# Exercise
Check each line of the data for "Option" and select those that have it.

************

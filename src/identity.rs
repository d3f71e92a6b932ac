//! Server identity: the keypair requests in the Discovery and Acceptance
//! phases are addressed to, plus the server id clients ask for.
//!
//! The keypair is stored as JSON next to the config:
//!
//! ```json
//! { "server_id": "abc", "secret_key": "<hex scalar>" }
//! ```
//!
//! The file is written owner-only. If no server id is configured the
//! fingerprint of the public key is used.

use anyhow::{Context, Result};
use p256::elliptic_curve::rand_core::OsRng;
use p256::{PublicKey, SecretKey};
use serde::{Deserialize, Serialize};
use std::fs;
#[cfg(unix)]
use std::os::unix::fs::PermissionsExt;
use std::path::Path;
use zeroize::Zeroizing;

use crate::keys::{fingerprint, Hash};

#[derive(Serialize, Deserialize)]
struct StoredIdentity {
    server_id: String,
    secret_key: String,
}

/// Keypair and id of this notification server.
#[derive(Clone)]
pub struct ServerIdentity {
    secret: SecretKey,
    server_id: String,
}

impl std::fmt::Debug for ServerIdentity {
    fn fmt(&self, f: &mut std::fmt::Formatter<'_>) -> std::fmt::Result {
        f.debug_struct("ServerIdentity")
            .field("server_id", &self.server_id)
            .field("fingerprint", &self.fingerprint())
            .finish_non_exhaustive()
    }
}

impl ServerIdentity {
    /// Wrap an existing key.
    pub fn new(secret: SecretKey, server_id: impl Into<String>) -> Self {
        Self {
            secret,
            server_id: server_id.into(),
        }
    }

    /// Fresh random keypair. Without an id, the fingerprint hex is used.
    pub fn generate(server_id: Option<String>) -> Self {
        let secret = SecretKey::random(&mut OsRng);
        let server_id = server_id.unwrap_or_else(|| fingerprint(&secret.public_key()).to_hex());
        Self { secret, server_id }
    }

    /// Load the identity at `path`, or generate and save one.
    ///
    /// A configured `server_id` overrides the stored one (and is saved).
    pub fn load_or_create(path: &Path, server_id: Option<String>) -> Result<Self> {
        if path.exists() {
            let content = Zeroizing::new(
                fs::read_to_string(path)
                    .with_context(|| format!("Failed to read identity {}", path.display()))?,
            );
            let stored: StoredIdentity =
                serde_json::from_str(&content).context("Failed to parse identity file")?;
            let bytes = Zeroizing::new(
                hex::decode(stored.secret_key.trim_start_matches("0x"))
                    .context("Invalid identity key encoding")?,
            );
            let secret = SecretKey::from_slice(&bytes).context("Invalid identity key")?;

            let identity = match server_id {
                Some(id) if id != stored.server_id => {
                    log::info!("Server id changed from '{}' to '{}'", stored.server_id, id);
                    let identity = Self::new(secret, id);
                    identity.save(path)?;
                    identity
                }
                _ => Self::new(secret, stored.server_id),
            };
            log::info!(
                "Loaded server identity '{}' ({})",
                identity.server_id,
                identity.fingerprint().short()
            );
            Ok(identity)
        } else {
            let identity = Self::generate(server_id);
            identity.save(path)?;
            log::info!(
                "Created server identity '{}' ({}) at {}",
                identity.server_id,
                identity.fingerprint().short(),
                path.display()
            );
            Ok(identity)
        }
    }

    /// Write the identity to `path` with owner-only permissions.
    pub fn save(&self, path: &Path) -> Result<()> {
        if let Some(parent) = path.parent() {
            fs::create_dir_all(parent).context("Failed to create identity directory")?;
        }
        let stored = StoredIdentity {
            server_id: self.server_id.clone(),
            secret_key: hex::encode(self.secret.to_bytes()),
        };
        let content = Zeroizing::new(serde_json::to_string_pretty(&stored)?);
        fs::write(path, content.as_bytes())
            .with_context(|| format!("Failed to write identity {}", path.display()))?;

        #[cfg(unix)]
        fs::set_permissions(path, fs::Permissions::from_mode(0o600))?;

        Ok(())
    }

    /// Id clients must name in Discovery and Acceptance requests.
    pub fn server_id(&self) -> &str {
        &self.server_id
    }

    /// Secret key, used to open asymmetric filters and sign responses.
    pub fn secret_key(&self) -> &SecretKey {
        &self.secret
    }

    /// Public key clients address requests to.
    pub fn public_key(&self) -> PublicKey {
        self.secret.public_key()
    }

    /// Fingerprint of the public key.
    pub fn fingerprint(&self) -> Hash {
        fingerprint(&self.public_key())
    }
}
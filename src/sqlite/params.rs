use rusqlite::types::Value;

use crate::types::RowValues;

/// Convert a single `RowValues` to a rusqlite `Value`.
#[must_use]
pub fn row_value_to_sqlite_value(value: &RowValues) -> Value {
    match value {
        RowValues::Int(i) => Value::Integer(*i),
        RowValues::Float(f) => Value::Real(*f),
        RowValues::Text(s) => Value::Text(s.clone()),
        RowValues::Bool(b) => Value::Integer(i64::from(*b)),
        RowValues::Null => Value::Null,
        RowValues::Blob(bytes) => Value::Blob(bytes.clone()),
    }
}

/// Bind values converted for rusqlite, in placeholder order.
pub struct Params(pub Vec<Value>);

impl Params {
    #[must_use]
    pub fn convert(params: &[RowValues]) -> Self {
        Params(params.iter().map(row_value_to_sqlite_value).collect())
    }

    /// Borrow the underlying values.
    #[must_use]
    pub fn as_values(&self) -> &[Value] {
        &self.0
    }
}

#[cfg(test)]
mod tests {
    use super::*;

    #[test]
    fn booleans_become_integers() {
        let params = Params::convert(&[RowValues::Bool(true), RowValues::Null, "x".into()]);
        assert_eq!(
            params.as_values(),
            &[Value::Integer(1), Value::Null, Value::Text("x".into())]
        );
    }
}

************

# Result for this task
    pub fn generate(server_id: Option<String>) -> Self {
    pub fn load_or_create(path: &Path, server_id: Option<String>) -> Result<Self> {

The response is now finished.